Tenascin-C causes neuronal apoptosis after subarachnoid hemorrhage in rats

Abstract

The role of tenascin-C (TNC), a matricellular protein, in brain injury is unknown. The aim of this study was to examine if TNC causes neuronal apoptosis after subarachnoid hemorrhage (SAH), a deadly cerebrovascular disorder, using imatinib mesylate (a selective inhibitor of platelet-derived growth factor receptor [PDGFR] that is reported to suppress TNC induction) and recombinant TNC. SAH by endovascular perforation caused caspase-dependent neuronal apoptosis in the cerebral cortex irrespective of cerebral vasospasm development at 24 and 72 h post-SAH, associated with PDGFR activation, mitogen-activated protein kinases (MAPKs) activation, and TNC induction in rats. PDGFR inactivation by an intraperitoneal injection of imatinib mesylate prevented neuronal apoptosis, as well as MAPKs activation and TNC induction in the cerebral cortex at 24 h. A cisternal injection of recombinant TNC reactivated MAPKs and abolished anti-apoptotic effects of imatinib mesylate.
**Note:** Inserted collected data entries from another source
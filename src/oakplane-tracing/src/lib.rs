use anyhow::{Context, Result};
use opentelemetry::KeyValue;
use opentelemetry::trace::TracerProvider;
use opentelemetry_otlp::{Protocol, WithExportConfig};
use opentelemetry_sdk::{Resource, trace as sdktrace};
use opentelemetry_stdout::SpanExporter;
use std::borrow::Cow;
use tracing_opentelemetry::OpenTelemetryLayer;
use tracing_subscriber::filter::EnvFilter;
use tracing_subscriber::fmt;
use tracing_subscriber::{Registry, prelude::*};

#[derive(Debug, Clone, Copy, PartialEq, Eq)]
pub enum SpanSink<'a> {
    /// No span export, logs only.
    Off,
    Stdout,
    Otlp(&'a str),
}

#[derive(Debug, Clone)]
pub struct Options<'a> {
    pub service_name: &'a str,
    /// `EnvFilter` directive used when `RUST_LOG` is not set.
    pub level: &'a str,
    /// plain | json | pretty
    pub format: &'a str,
    pub spans: SpanSink<'a>,
}

/// Keeps the tracer provider alive; call [`Telemetry::shutdown`] to flush.
pub struct Telemetry {
    provider: Option<sdktrace::SdkTracerProvider>,
}

impl Telemetry {
    pub fn shutdown(self) {
        if let Some(provider) = self.provider {
            if let Err(e) = provider.shutdown() {
                eprintln!("tracer provider shutdown failed: {e}");
            }
        }
    }
}

fn filter(level: &str) -> EnvFilter {
    EnvFilter::try_from_default_env()
        .or_else(|_| EnvFilter::try_new(level))
        .unwrap_or_else(|_| EnvFilter::new("info"))
}

fn provider(service_name: &str, spans: SpanSink<'_>) -> Result<Option<sdktrace::SdkTracerProvider>> {
    let resource = Resource::builder()
        .with_service_name(Cow::Owned(service_name.to_string()))
        .with_attributes(vec![KeyValue::new("service.version", env!("CARGO_PKG_VERSION"))])
        .build();

    let provider = match spans {
        SpanSink::Off => return Ok(None),
        SpanSink::Otlp(endpoint) => {
            let exporter = opentelemetry_otlp::SpanExporter::builder()
                .with_http()
                .with_protocol(Protocol::HttpBinary)
                .with_endpoint(endpoint)
                .build()
                .with_context(|| format!("otlp exporter for {endpoint}"))?;
            sdktrace::SdkTracerProvider::builder()
                .with_batch_exporter(exporter)
                .with_resource(resource)
                .build()
        }
        SpanSink::Stdout => sdktrace::SdkTracerProvider::builder()
            .with_simple_exporter(SpanExporter::default())
            .with_resource(resource)
            .build(),
    };
    Ok(Some(provider))
}

/// Install the global subscriber: an env filter, a fmt layer writing to
/// stderr and, unless disabled, an OpenTelemetry layer.
pub fn init(options: &Options<'_>) -> Result<Telemetry> {
    let provider = provider(options.service_name, options.spans)?;
    let otel_layer = provider
        .as_ref()
        .map(|p| OpenTelemetryLayer::new(p.tracer(Cow::Owned(options.service_name.to_string()))));

    let filter = filter(options.level);
    let fmt_layer: Box<dyn tracing_subscriber::Layer<Registry> + Send + Sync> = match options.format {
        "json" => Box::new(
            fmt::layer()
                .json()
                .with_writer(std::io::stderr)
                .with_thread_ids(true)
                .with_thread_names(true)
                .with_filter(filter),
        ),
        "pretty" => Box::new(fmt::layer().pretty().with_writer(std::io::stderr).with_filter(filter)),
        _ => Box::new(fmt::layer().with_writer(std::io::stderr).with_filter(filter)),
    };

    let subscriber = Registry::default().with(fmt_layer).with(otel_layer);
    tracing::subscriber::set_global_default(subscriber).context("install tracing subscriber")?;
    Ok(Telemetry { provider })
}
The TNC injection also induced TNC itself in SAH brain, which may internally augment neuronal apoptosis after SAH. These findings suggest that TNC upregulation by PDGFR activation causes neuronal apoptosis via MAPK activation, and that the positive feedback mechanisms may exist to augment neuronal apoptosis after SAH. TNC-induced neuronal apoptosis would be a new target to improve outcome after SAH.